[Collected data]
-------------------------

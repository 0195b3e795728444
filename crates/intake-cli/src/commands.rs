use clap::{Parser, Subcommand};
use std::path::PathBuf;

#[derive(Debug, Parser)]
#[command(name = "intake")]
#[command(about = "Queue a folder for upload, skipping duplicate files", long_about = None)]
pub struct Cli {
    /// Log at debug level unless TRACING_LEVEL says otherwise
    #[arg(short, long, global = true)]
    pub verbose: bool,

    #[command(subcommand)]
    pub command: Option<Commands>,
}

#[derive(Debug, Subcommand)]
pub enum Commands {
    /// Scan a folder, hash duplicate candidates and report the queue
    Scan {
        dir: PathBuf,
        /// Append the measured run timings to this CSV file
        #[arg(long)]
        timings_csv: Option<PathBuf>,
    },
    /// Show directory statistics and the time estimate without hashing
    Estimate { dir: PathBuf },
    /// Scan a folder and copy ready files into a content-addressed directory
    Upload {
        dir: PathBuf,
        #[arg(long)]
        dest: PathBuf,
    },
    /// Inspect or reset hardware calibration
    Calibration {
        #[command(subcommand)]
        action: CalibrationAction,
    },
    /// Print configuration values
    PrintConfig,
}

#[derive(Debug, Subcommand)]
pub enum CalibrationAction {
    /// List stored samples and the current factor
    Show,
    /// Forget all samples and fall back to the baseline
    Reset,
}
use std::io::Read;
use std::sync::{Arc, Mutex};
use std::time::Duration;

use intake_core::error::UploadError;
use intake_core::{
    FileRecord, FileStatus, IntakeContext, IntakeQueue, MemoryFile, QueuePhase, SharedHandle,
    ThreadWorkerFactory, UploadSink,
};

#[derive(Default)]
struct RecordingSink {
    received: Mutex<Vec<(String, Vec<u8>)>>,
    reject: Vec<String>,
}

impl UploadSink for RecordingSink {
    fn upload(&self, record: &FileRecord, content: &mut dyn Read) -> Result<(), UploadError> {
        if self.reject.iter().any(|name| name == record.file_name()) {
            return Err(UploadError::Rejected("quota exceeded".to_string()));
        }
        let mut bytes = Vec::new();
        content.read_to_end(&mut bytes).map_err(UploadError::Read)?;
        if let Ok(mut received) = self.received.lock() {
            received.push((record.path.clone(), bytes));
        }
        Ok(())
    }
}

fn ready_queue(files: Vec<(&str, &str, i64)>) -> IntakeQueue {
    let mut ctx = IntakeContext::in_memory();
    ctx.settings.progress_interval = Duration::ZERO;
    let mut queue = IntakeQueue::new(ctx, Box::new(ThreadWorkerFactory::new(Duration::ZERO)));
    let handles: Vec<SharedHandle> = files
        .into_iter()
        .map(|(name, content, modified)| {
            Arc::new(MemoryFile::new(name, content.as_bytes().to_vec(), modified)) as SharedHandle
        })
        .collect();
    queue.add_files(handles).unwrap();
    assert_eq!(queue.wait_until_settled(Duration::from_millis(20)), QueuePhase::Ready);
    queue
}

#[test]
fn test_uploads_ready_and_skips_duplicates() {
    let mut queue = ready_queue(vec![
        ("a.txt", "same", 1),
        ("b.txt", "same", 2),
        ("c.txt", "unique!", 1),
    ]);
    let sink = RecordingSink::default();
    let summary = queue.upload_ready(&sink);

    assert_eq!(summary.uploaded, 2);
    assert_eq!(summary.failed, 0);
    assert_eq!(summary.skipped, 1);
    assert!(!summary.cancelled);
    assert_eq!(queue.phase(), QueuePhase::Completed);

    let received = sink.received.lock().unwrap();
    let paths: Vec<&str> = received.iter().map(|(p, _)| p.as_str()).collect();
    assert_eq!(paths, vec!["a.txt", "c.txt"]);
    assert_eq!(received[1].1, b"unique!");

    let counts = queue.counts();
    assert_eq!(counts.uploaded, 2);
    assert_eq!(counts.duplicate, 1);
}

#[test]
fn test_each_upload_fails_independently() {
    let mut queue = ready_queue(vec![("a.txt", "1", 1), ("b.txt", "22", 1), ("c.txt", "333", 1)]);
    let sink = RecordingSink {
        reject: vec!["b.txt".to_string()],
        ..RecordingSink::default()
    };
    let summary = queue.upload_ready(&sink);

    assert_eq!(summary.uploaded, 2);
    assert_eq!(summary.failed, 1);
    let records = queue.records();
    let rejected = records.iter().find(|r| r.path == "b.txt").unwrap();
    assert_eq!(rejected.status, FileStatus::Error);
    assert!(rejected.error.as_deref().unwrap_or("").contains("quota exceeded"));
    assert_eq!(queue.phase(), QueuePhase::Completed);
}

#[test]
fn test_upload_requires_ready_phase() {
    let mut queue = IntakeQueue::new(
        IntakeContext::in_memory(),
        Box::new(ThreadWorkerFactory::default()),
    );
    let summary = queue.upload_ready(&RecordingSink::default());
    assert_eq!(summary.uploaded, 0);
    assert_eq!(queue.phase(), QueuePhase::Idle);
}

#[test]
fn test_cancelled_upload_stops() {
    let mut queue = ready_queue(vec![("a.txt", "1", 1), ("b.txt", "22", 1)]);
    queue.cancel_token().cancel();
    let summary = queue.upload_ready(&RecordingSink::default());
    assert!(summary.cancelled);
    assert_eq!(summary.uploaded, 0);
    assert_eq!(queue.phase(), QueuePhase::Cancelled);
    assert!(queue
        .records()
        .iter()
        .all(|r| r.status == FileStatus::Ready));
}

-------------------------

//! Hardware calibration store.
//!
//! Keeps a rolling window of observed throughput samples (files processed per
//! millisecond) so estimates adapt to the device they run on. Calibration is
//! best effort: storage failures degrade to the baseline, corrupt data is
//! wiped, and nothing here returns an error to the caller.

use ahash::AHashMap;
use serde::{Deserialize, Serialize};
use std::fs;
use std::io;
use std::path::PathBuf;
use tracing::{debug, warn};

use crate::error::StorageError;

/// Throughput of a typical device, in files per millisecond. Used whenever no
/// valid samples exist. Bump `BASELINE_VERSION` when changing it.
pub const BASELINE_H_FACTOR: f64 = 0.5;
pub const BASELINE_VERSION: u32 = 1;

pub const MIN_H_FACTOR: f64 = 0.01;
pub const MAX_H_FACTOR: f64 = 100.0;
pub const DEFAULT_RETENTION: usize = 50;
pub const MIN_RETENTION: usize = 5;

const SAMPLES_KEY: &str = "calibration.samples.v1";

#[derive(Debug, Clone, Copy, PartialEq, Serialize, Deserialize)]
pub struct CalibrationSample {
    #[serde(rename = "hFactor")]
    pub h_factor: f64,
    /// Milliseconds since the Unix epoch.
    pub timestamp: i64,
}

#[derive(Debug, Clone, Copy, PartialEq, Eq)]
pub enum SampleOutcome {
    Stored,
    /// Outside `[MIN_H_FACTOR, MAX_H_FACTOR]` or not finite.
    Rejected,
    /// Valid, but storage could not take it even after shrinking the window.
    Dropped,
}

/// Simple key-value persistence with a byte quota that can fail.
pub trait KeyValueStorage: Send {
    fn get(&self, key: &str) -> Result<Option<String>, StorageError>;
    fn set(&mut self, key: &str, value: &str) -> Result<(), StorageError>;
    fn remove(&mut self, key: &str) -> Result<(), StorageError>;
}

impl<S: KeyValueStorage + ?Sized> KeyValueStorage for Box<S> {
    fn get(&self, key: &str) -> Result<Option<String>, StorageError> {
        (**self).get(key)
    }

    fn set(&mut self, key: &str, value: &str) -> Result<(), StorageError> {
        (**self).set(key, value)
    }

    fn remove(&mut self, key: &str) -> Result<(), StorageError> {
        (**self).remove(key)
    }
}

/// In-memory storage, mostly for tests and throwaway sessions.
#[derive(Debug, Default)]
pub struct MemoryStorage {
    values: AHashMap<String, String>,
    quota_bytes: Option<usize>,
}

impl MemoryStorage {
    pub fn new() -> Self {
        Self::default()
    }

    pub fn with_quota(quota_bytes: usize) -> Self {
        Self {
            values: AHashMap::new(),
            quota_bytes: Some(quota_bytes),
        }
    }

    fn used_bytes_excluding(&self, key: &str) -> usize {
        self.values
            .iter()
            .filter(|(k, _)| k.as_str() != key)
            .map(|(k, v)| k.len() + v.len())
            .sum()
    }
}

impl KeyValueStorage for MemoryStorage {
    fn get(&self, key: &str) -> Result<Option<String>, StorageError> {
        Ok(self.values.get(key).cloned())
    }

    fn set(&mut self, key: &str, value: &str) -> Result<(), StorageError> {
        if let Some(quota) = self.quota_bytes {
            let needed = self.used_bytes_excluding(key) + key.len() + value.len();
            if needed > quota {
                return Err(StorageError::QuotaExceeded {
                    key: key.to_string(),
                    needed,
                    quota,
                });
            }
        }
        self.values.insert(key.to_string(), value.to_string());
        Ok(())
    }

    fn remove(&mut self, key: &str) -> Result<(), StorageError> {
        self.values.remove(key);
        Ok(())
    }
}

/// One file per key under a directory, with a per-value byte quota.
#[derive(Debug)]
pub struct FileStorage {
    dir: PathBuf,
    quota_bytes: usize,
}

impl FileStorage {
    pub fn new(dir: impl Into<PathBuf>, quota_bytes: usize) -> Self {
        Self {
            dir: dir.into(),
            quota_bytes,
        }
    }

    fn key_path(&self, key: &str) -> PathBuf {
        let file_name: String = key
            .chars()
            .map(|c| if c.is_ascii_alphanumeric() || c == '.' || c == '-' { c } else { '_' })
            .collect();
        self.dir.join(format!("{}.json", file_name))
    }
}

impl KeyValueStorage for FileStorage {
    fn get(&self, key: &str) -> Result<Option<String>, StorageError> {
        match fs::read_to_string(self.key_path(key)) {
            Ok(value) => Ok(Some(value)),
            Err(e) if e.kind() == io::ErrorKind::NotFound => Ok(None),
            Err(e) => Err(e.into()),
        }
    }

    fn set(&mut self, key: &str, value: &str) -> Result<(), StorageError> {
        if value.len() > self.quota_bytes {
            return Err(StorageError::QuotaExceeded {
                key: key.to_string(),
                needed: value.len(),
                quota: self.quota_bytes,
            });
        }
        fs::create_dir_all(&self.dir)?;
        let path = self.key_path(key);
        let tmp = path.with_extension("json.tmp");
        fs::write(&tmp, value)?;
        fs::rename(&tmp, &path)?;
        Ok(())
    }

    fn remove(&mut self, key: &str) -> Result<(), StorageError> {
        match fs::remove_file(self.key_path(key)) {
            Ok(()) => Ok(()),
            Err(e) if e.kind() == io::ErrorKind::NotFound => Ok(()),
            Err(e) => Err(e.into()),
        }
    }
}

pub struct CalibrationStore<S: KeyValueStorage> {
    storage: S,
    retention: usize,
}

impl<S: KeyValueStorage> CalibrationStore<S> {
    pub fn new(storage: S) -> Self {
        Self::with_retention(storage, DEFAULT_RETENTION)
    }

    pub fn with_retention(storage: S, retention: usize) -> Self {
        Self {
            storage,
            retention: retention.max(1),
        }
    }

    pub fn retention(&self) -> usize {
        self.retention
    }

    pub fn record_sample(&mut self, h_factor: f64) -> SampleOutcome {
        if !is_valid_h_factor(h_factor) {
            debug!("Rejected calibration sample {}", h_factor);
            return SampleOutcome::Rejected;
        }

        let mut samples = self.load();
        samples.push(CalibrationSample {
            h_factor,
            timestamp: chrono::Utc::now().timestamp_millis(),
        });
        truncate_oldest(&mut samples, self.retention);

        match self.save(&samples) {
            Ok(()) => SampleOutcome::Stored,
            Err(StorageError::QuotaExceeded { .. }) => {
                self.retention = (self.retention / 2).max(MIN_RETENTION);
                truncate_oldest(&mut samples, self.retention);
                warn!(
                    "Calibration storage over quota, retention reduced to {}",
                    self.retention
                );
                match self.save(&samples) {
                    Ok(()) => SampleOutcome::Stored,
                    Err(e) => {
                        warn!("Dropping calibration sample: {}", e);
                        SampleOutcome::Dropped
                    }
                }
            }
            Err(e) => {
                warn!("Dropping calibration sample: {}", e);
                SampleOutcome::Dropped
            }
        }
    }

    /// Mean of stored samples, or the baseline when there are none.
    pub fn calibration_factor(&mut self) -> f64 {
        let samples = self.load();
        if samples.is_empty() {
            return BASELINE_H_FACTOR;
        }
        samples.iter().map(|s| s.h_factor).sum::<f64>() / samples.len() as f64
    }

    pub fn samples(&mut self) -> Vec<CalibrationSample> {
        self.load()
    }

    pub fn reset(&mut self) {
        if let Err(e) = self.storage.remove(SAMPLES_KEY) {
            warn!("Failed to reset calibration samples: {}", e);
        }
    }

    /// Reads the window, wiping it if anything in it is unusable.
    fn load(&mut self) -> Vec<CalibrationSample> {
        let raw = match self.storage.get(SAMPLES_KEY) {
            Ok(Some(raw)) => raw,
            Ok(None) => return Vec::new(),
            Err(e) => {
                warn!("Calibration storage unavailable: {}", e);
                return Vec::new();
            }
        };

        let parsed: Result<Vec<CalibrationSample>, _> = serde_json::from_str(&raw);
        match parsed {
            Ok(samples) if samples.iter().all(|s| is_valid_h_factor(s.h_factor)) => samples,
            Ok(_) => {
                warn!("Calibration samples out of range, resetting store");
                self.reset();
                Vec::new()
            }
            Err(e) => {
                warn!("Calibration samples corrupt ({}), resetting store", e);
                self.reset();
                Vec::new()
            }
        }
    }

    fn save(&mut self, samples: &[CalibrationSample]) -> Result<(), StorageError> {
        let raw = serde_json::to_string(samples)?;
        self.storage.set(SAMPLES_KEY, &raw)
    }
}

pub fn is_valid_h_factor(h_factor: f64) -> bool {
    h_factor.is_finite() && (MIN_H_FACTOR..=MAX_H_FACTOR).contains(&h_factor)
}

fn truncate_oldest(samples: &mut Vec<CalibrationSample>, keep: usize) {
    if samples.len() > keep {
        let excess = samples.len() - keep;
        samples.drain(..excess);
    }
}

-------------------------

• **What to work on**
Examine each line of the records above and tally those with the string "KeyValueStorage". State the total alone.

• **Answer space**
6